## How to complete this task
List every line below containing "chars".

Collected data entries:
//! Human-readable strings shown in row headers and tooltips.

use chrono::{DateTime, FixedOffset, Utc};

use crate::event_kind::EventKind;
use crate::types::ParticipantId;

/// Formats an instant as `D Month YYYY, HH:mm`, e.g. `2 April 2024, 11:31`.
pub fn format_date_time(instant: DateTime<Utc>, offset: FixedOffset) -> String {
    instant
        .with_timezone(&offset)
        .format("%-d %B %Y, %H:%M")
        .to_string()
}

/// Formats a minute count as shown in row summaries.
pub fn format_duration(minutes: i64) -> String {
    format!("{minutes} Mins")
}

/// Upper-cases the first character, leaving the rest untouched.
pub fn capitalize_first(s: &str) -> String {
    let mut chars = s.chars();
    chars.next().map_or_else(String::new, |first| {
        first.to_uppercase().chain(chars).collect()
    })
}

/// Row heading, e.g. `Alice (P1)`.
pub fn display_name(name: &str, id: &ParticipantId) -> String {
    format!("{} ({})", capitalize_first(name), id.display_form())
}

/// Hover text for a marker: the event's own message, or a generic label.
pub fn tooltip_text(kind: EventKind, message: Option<&str>) -> String {
    match message {
        Some(message) if !message.is_empty() => message.to_string(),
        _ => format!("{kind} event"),
    }
}
//! Event kind enum as the single source of truth for event kind strings.

use serde::Serialize;
use std::fmt;

/// Kinds of markers drawn on a participant row.
///
/// Variant order is the draw order within a row.
#[derive(Debug, Clone, Copy, PartialEq, Eq, Hash, PartialOrd, Ord)]
pub enum EventKind {
    Timelog,
    Mic,
    Webcam,
    Error,
}

impl EventKind {
    /// All kinds, in draw order.
    pub const ALL: [Self; 4] = [Self::Timelog, Self::Mic, Self::Webcam, Self::Error];

    #[must_use]
    pub const fn as_str(&self) -> &'static str {
        match self {
            Self::Timelog => "timelog",
            Self::Mic => "mic",
            Self::Webcam => "webcam",
            Self::Error => "error",
        }
    }

    /// Icon shown on the marker.
    #[must_use]
    pub const fn icon(&self) -> &'static str {
        match self {
            Self::Timelog => "🔵",
            Self::Mic => "🎤",
            Self::Webcam => "📷",
            Self::Error => "⚠️",
        }
    }

    /// Single-column glyph for terminal charts.
    #[must_use]
    pub const fn glyph(&self) -> char {
        match self {
            Self::Timelog => 'o',
            Self::Mic => 'M',
            Self::Webcam => 'W',
            Self::Error => '!',
        }
    }
}

impl fmt::Display for EventKind {
    fn fmt(&self, f: &mut fmt::Formatter<'_>) -> fmt::Result {
        f.write_str(self.as_str())
    }
}

impl Serialize for EventKind {
    fn serialize<S>(&self, serializer: S) -> Result<S::Ok, S::Error>
    where
        S: serde::Serializer,
    {
        serializer.serialize_str(self.as_str())
    }
}

#[cfg(test)]
mod tests {
    use super::*;

    #[test]
    fn display_and_json_use_canonical_strings() {
        let shown: Vec<String> = EventKind::ALL.iter().map(ToString::to_string).collect();
        assert_eq!(shown, ["timelog", "mic", "webcam", "error"]);
        assert_eq!(
            serde_json::to_string(&EventKind::Webcam).unwrap(),
            "\"webcam\""
        );
    }

    #[test]
    fn all_is_sorted_draw_order() {
        let mut sorted = EventKind::ALL;
        sorted.sort();
        assert_eq!(sorted, EventKind::ALL);
    }

    #[test]
    fn glyphs_are_distinct() {
        let glyphs: std::collections::HashSet<char> =
            EventKind::ALL.iter().map(EventKind::glyph).collect();
        assert_eq!(glyphs.len(), EventKind::ALL.len());
    }
}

## Answer to this exercise
    let mut chars = s.chars();
    chars.next().map_or_else(String::new, |first| {
        first.to_uppercase().chain(chars).collect()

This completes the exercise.